My point is that for all the methods the parent poster pointed out, science does not actually fare better than (Christian) faith, barring a few exceptions.

He cherry-picks little pieces of specific theories that satisfy a high standard of truth, I merely point out that, first that does not mean science as a whole satisfies that standard, second you can do the same for the bible. And, when it comes to historical opinions that were held up using less-than-gentle means, science also has loads of black spots. E.g. http://en.wikipedia.org/wiki/Lysenkoism, so again that is not a valid criticism of faith, or at least isn't black and white.

As an alternative I defend utilitarianism : scientific theories are not true or false, or better or worse than the bible, but they are more useful in some cases. Nobody will design a cell phone using the bible. Nobody should base their moral decisions on biology.
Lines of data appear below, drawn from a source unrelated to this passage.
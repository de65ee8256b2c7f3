//! Test execution
//!
//! Generates the assertion SQL for each test spec, runs every half through a
//! [`QueryExecutor`] and turns returned rows into a pass/fail result. A failing
//! test never stops the rest of the run.

use crate::executor::{ExecError, QueryExecutor};
use dbtmock_core::{
    AssertionDirection, Diagnostic, DiagnosticCode, DiffDirection, FilterRules, Report, RowDiff,
    TestResult,
};
use dbtmock_dbt::{Manifest, TestSpec};
use dbtmock_sql::{generate_test_sql, GenerateError};

/// Runs test specs against one executor
pub struct TestRunner<E> {
    executor: E,
    direction: AssertionDirection,
    filter: FilterRules,
}

impl<E: QueryExecutor> TestRunner<E> {
    pub fn new(executor: E) -> Self {
        Self {
            executor,
            direction: AssertionDirection::Both,
            filter: FilterRules::default(),
        }
    }

    pub fn with_direction(mut self, direction: AssertionDirection) -> Self {
        self.direction = direction;
        self
    }

    pub fn with_filter(mut self, filter: FilterRules) -> Self {
        self.filter = filter;
        self
    }

    /// Run every spec in order and collect the results into a report
    pub async fn run_all(&self, manifest: &Manifest, specs: &[TestSpec]) -> Report {
        let mut report = Report::new();
        for spec in specs {
            report.add_result(self.run_test(manifest, spec).await);
        }

        tracing::info!(
            executor = self.executor.name(),
            total = report.summary.total,
            passed = report.summary.passed,
            failed = report.summary.failed,
            errored = report.summary.errored,
            "test run finished"
        );
        report
    }

    /// Run a single test spec
    pub async fn run_test(&self, manifest: &Manifest, spec: &TestSpec) -> TestResult {
        if self.filter.is_test_skipped(&spec.name) {
            tracing::warn!(test = %spec.name, "skipped by filter");
            return TestResult::skipped(&spec.name, &spec.model).with_diagnostic(
                Diagnostic::from_code(DiagnosticCode::TestSkipped, "Skipped by filter rules")
                    .with_test(&spec.name),
            );
        }

        let generated = match generate_test_sql(manifest, spec, self.direction) {
            Ok(generated) => generated,
            Err(err) => {
                tracing::debug!(test = %spec.name, error = %err, "generation failed");
                return TestResult::errored(&spec.name, &spec.model, generation_diagnostic(&spec.name, &err));
            }
        };

        let mut diffs = Vec::new();
        for (direction, sql) in generated.queries.halves() {
            let result = match self.executor.execute(sql).await {
                Ok(result) => result,
                Err(err) => {
                    return TestResult::errored(
                        &spec.name,
                        &spec.model,
                        execution_diagnostic(&spec.name, direction.as_str(), &err),
                    );
                }
            };

            tracing::debug!(test = %spec.name, %direction, rows = result.row_count(), "assertion half executed");
            diffs.extend(
                result
                    .records()
                    .into_iter()
                    .map(|fields| RowDiff { direction, fields }),
            );
        }

        if diffs.is_empty() {
            return TestResult::passed(&spec.name, &spec.model);
        }

        let mismatch = mismatch_diagnostic(&spec.name, &spec.model, &diffs);
        TestResult::failed(&spec.name, &spec.model, diffs).with_diagnostic(mismatch)
    }
}

/// Diagnostic for a test whose SQL could not be generated
pub fn generation_diagnostic(test: &str, err: &GenerateError) -> Diagnostic {
    let mut diagnostic = Diagnostic::from_code(err.code(), err.to_string()).with_test(test);
    if let Some(node) = err.node_id() {
        diagnostic = diagnostic.with_node(node);
    }
    if let Some(file) = err.file() {
        diagnostic = diagnostic.with_file(file);
    }
    diagnostic
}

fn mismatch_diagnostic(test: &str, model: &str, diffs: &[RowDiff]) -> Diagnostic {
    let extra = diffs
        .iter()
        .filter(|d| d.direction == DiffDirection::QueryMinusExpected)
        .count();
    Diagnostic::from_code(
        DiagnosticCode::AssertionMismatch,
        format!(
            "{} unexpected and {} missing rows",
            extra,
            diffs.len() - extra
        ),
    )
    .with_test(test)
    .with_node(model)
}

fn execution_diagnostic(test: &str, half: &str, err: &ExecError) -> Diagnostic {
    Diagnostic::from_code(
        DiagnosticCode::ExecutionError,
        format!("{} query failed: {}", half, err),
    )
    .with_test(test)
}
The big problem here seems to be that Christianity uses internally the same standards of truth to some extent, and so it can be attacked on those points. It's actually pretty consistent so I think the attacks against it are less than convincing, because there is no better alternative, there is just a completely unjustified faith in science that makes no sense whatsoever : logic, the branch that actually analyses whether science could be wrong and how and why trust in science should exist, has a simple conclusion since the 1950s or so : science fails it's own standards. Somehow this part is always missing from these arguments : there is nothing to back them.